Members of the King family supported  Mr. Ray’s call for a new trial.

“I’m basically clear that Martin King was evidently in conflict with the United States government,” said Reverend Al Sampson of Chicago, the first minister who was ordained by Dr. King.

He had no details about the Boston campaign, but recalled Dr. King met with his national staff in August 1966 to share some sobering news and to restructure the Southern Christian Leadership Conference, which he co-founded.
“He said that a Black FBI agent told him that the United States government was going to assassinate him,” Rev. Sampson told The Final Call

Two years later, Dr. King was murdered.

Rev. Sampson wonders why no one has mentioned or indicated they’ve sought to find Joseph Louw, who took the now iconic photograph moments after Dr. King’s assassination showing the fallen leader with trusted aides pointing in the direction of the shot. Ernest Withers, a photographer who was part of Dr. King’s inner circle, was a paid informant, according to a 2010 article in the Memphis Commercial Appeal.

Rev. Sampson hopes Mr. Kambon is “not on a fishing expedition with no pole and no bait.” 

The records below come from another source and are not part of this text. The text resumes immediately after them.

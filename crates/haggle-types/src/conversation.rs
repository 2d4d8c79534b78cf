//! Conversation, participant, and conversation-list types for Haggle.
//!
//! A conversation is a persistent thread between a fixed set of participants,
//! optionally scoped to one item listing. Participants carry each user's
//! read-cutoff pointer.

use std::fmt;
use std::str::FromStr;

use chrono::{DateTime, Utc};
use serde::{Deserialize, Serialize};
use uuid::Uuid;

use crate::message::MessageType;

/// Current schema version written into new `ConversationMetadata`.
pub const METADATA_SCHEMA_VERSION: u32 = 1;

/// A chat thread between participants, optionally about one item listing.
#[derive(Debug, Clone, Serialize, Deserialize)]
pub struct Conversation {
    pub id: Uuid,
    pub item_id: Option<Uuid>,
    /// Denormalized display copy of the listing title.
    pub item_title: String,
    pub item_owner_id: Option<Uuid>,
    pub metadata: ConversationMetadata,
    pub created_at: DateTime<Utc>,
    pub updated_at: DateTime<Utc>,
    /// `None` until the first message is appended.
    pub last_message_at: Option<DateTime<Utc>>,
    pub participants: Vec<Participant>,
}

impl Conversation {
    /// User ids of every participant, in stored order.
    pub fn participant_ids(&self) -> Vec<Uuid> {
        self.participants.iter().map(|p| p.user_id).collect()
    }
}

/// A user's membership in a conversation.
#[derive(Debug, Clone, Serialize, Deserialize)]
pub struct Participant {
    pub conversation_id: Uuid,
    pub user_id: Uuid,
    /// Newest message this user has acknowledged.
    pub last_read_message_id: Option<Uuid>,
    pub joined_at: DateTime<Utc>,
}

/// Where a conversation was started from.
#[derive(Debug, Clone, Copy, PartialEq, Eq, Serialize, Deserialize)]
#[serde(rename_all = "snake_case")]
pub enum ConversationOrigin {
    ListingPage,
    Search,
    Profile,
    Offer,
}

impl fmt::Display for ConversationOrigin {
    fn fmt(&self, f: &mut fmt::Formatter<'_>) -> fmt::Result {
        match self {
            ConversationOrigin::ListingPage => write!(f, "listing_page"),
            ConversationOrigin::Search => write!(f, "search"),
            ConversationOrigin::Profile => write!(f, "profile"),
            ConversationOrigin::Offer => write!(f, "offer"),
        }
    }
}

impl FromStr for ConversationOrigin {
    type Err = String;

    fn from_str(s: &str) -> Result<Self, Self::Err> {
        match s.to_lowercase().as_str() {
            "listing_page" => Ok(ConversationOrigin::ListingPage),
            "search" => Ok(ConversationOrigin::Search),
            "profile" => Ok(ConversationOrigin::Profile),
            "offer" => Ok(ConversationOrigin::Offer),
            other => Err(format!("invalid conversation origin: '{other}'")),
        }
    }
}

/// Context captured when a conversation is opened.
///
/// Only the keys below are recognized. Unknown keys are rejected when
/// deserializing so stored rows cannot drift in shape unnoticed.
#[derive(Debug, Clone, PartialEq, Eq, Serialize, Deserialize)]
#[serde(deny_unknown_fields)]
pub struct ConversationMetadata {
    #[serde(default = "default_schema_version")]
    pub schema_version: u32,
    #[serde(default, skip_serializing_if = "Option::is_none")]
    pub origin: Option<ConversationOrigin>,
    /// Offer amount in minor currency units, for offer-initiated threads.
    #[serde(default, skip_serializing_if = "Option::is_none")]
    pub offer_amount_cents: Option<i64>,
    /// ISO 4217 code accompanying `offer_amount_cents`.
    #[serde(default, skip_serializing_if = "Option::is_none")]
    pub currency: Option<String>,
    #[serde(default, skip_serializing_if = "Option::is_none")]
    pub listing_url: Option<String>,
}

fn default_schema_version() -> u32 {
    METADATA_SCHEMA_VERSION
}

impl Default for ConversationMetadata {
    fn default() -> Self {
        Self {
            schema_version: METADATA_SCHEMA_VERSION,
            origin: None,
            offer_amount_cents: None,
            currency: None,
            listing_url: None,
        }
    }
}

/// Request to open (or reopen) a conversation.
#[derive(Debug, Clone, Serialize, Deserialize)]
pub struct CreateConversationRequest {
    pub participant_ids: Vec<Uuid>,
    #[serde(default)]
    pub item_id: Option<Uuid>,
    #[serde(default)]
    pub item_title: String,
    /// Defaults to the first participant when absent.
    #[serde(default)]
    pub item_owner_id: Option<Uuid>,
    #[serde(default)]
    pub metadata: ConversationMetadata,
}

/// Canonical dedup key for a participant set and item context.
///
/// Participant ids are sorted and de-duplicated, so the key is independent of
/// request order: `"<id>,<id>|<item id or ->"`.
pub fn dedup_key(participant_ids: &[Uuid], item_id: Option<&Uuid>) -> String {
    let mut ids: Vec<String> = participant_ids.iter().map(|id| id.to_string()).collect();
    ids.sort();
    ids.dedup();
    let item = item_id.map_or_else(|| "-".to_string(), |id| id.to_string());
    format!("{}|{item}", ids.join(","))
}

/// The other side of a conversation, as shown in a conversation list.
#[derive(Debug, Clone, Serialize, Deserialize)]
pub struct Counterpart {
    pub user_id: Uuid,
    /// `None` when no profile has been synced for this user.
    pub display_name: Option<String>,
    pub avatar_url: Option<String>,
}

/// The most recent message of a conversation.
#[derive(Debug, Clone, Serialize, Deserialize)]
pub struct LastMessagePreview {
    pub message_id: Uuid,
    pub sender_id: Uuid,
    pub content: String,
    pub message_type: MessageType,
    pub created_at: DateTime<Utc>,
}

/// One row of a user's conversation list.
#[derive(Debug, Clone, Serialize, Deserialize)]
pub struct ConversationSummary {
    pub id: Uuid,
    pub item_id: Option<Uuid>,
    pub item_title: String,
    pub item_owner_id: Option<Uuid>,
    pub updated_at: DateTime<Utc>,
    pub last_message_at: Option<DateTime<Utc>>,
    pub counterpart: Option<Counterpart>,
    pub last_message: Option<LastMessagePreview>,
    pub unread_count: u32,
}

impl ConversationSummary {
    /// Timestamp the list is ordered by: last message, else last update.
    pub fn activity_at(&self) -> DateTime<Utc> {
        self.last_message_at.unwrap_or(self.updated_at)
    }
}

#[cfg(test)]
mod tests {
    use super::*;

    #[test]
    fn test_dedup_key_is_order_independent() {
        let a = Uuid::now_v7();
        let b = Uuid::now_v7();
        let item = Uuid::now_v7();
        assert_eq!(dedup_key(&[a, b], Some(&item)), dedup_key(&[b, a], Some(&item)));
    }

    #[test]
    fn test_dedup_key_distinguishes_item_context() {
        let a = Uuid::now_v7();
        let b = Uuid::now_v7();
        let item = Uuid::now_v7();
        let without_item = dedup_key(&[a, b], None);
        assert!(without_item.ends_with("|-"));
        assert_ne!(without_item, dedup_key(&[a, b], Some(&item)));
    }

    #[test]
    fn test_dedup_key_collapses_duplicates() {
        let a = Uuid::now_v7();
        let b = Uuid::now_v7();
        assert_eq!(dedup_key(&[a, b, a], None), dedup_key(&[a, b], None));
    }

    #[test]
    fn test_metadata_rejects_unknown_keys() {
        let result: Result<ConversationMetadata, _> =
            serde_json::from_str(r#"{"schema_version":1,"colour":"red"}"#);
        assert!(result.is_err());
    }

    #[test]
    fn test_metadata_defaults_schema_version() {
        let meta: ConversationMetadata =
            serde_json::from_str(r#"{"origin":"offer","offer_amount_cents":150000,"currency":"EUR"}"#)
                .unwrap();
        assert_eq!(meta.schema_version, METADATA_SCHEMA_VERSION);
        assert_eq!(meta.origin, Some(ConversationOrigin::Offer));
        assert_eq!(meta.offer_amount_cents, Some(150_000));
    }

    #[test]
    fn test_metadata_default_serializes_compactly() {
        let json = serde_json::to_string(&ConversationMetadata::default()).unwrap();
        assert_eq!(json, r#"{"schema_version":1}"#);
    }

    #[test]
    fn test_origin_roundtrip() {
        for origin in [
            ConversationOrigin::ListingPage,
            ConversationOrigin::Search,
            ConversationOrigin::Profile,
            ConversationOrigin::Offer,
        ] {
            let parsed: ConversationOrigin = origin.to_string().parse().unwrap();
            assert_eq!(origin, parsed);
        }
    }

    #[test]
    fn test_summary_activity_falls_back_to_updated_at() {
        let updated_at = Utc::now();
        let summary = ConversationSummary {
            id: Uuid::now_v7(),
            item_id: None,
            item_title: String::new(),
            item_owner_id: None,
            updated_at,
            last_message_at: None,
            counterpart: None,
            last_message: None,
            unread_count: 0,
        };
        assert_eq!(summary.activity_at(), updated_at);
    }
}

“If folks’ information is correct, from the Black FBI agent that the United States government assassinated King, do you really believe that they’re going to open up the information when you’re asking the alleged parties to come forth?” Rev. Sampson asked.

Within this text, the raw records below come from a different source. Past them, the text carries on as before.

//! SQLite storage layer.
//!
//! One store handle (`SqliteChatStore`) implements every chat port on top of a
//! WAL-mode database with split read/write connection pools. Each port's
//! implementation lives in its own module.

pub mod conversation;
pub mod device;
pub mod message;
pub mod pool;
pub mod profile;
pub mod projection;
pub mod read;
pub mod store;

pub use pool::DatabasePool;
pub use store::SqliteChatStore;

The question is, has some new information come out that has not been revealed to the King family or in the congressional investigation? he asked. As far as Rev. Sampson knows there have not been any new revelations.

He added, however, “I would hope that the United States government would through the FBI and the Justice Department open up their files and allow a blue ribbon panel, selected by the community and not by the government or politicians that might get bought out or sell out [...] to draw some conclusions based on an in-depth research of information.”

Dr. Conrad Worrill, former chairman of the National Black United Front, supports the “In Justice for Dr. King”  campaign.

Dr. King’s brutal assassination, unanswered questions and efforts to cover it up remain painful for Black people who want justice, he continued.

A U.S. House of Representatives Select Committee on Assassinations investigated the murders of Dr. King and President John F. Kennedy. The committee’s report was released in 1979. It concluded Mr. Ray killed the civil rights leader and though there “may have been a small scale conspiracy involved,” it “did not” involve any U.S. government agency.

Though unaware of the Boston efforts, activist Dick Gregory told The Final Call the book “Murder in Memphis: The FBI and the Assassination of Martin Luther King,” he co-wrote with attorney Mark Lane, jumpstarted investigations into the murders of Dr. King and President Kennedy.

“We asked for it all! I don’t know what they’re asking for an investigation for. They’re going to give them the same tricky investigation they gave everybody else,” predicted Mr. Gregory.

Mr. Kambon said some have charged him with being obsessed with the issue of the King assassination. It is not an obsession, it is a correction, he argued.

Members of the “In Justice for Dr. King” campaign have worked to raise awareness of the issue by speaking out at national, state and local conferences, seminars, and community meetings, calling in to radio shows, and blogging, he said. “We’ve hoped that folks would begin to speak out on the issue of the assassination of Dr. King and that the masses of Black folk would step up and put pressure on the White House,” Mr. Kambon told The Final Call.

There isn’t much confidence that the White House, even with a Black president, will honestly respond.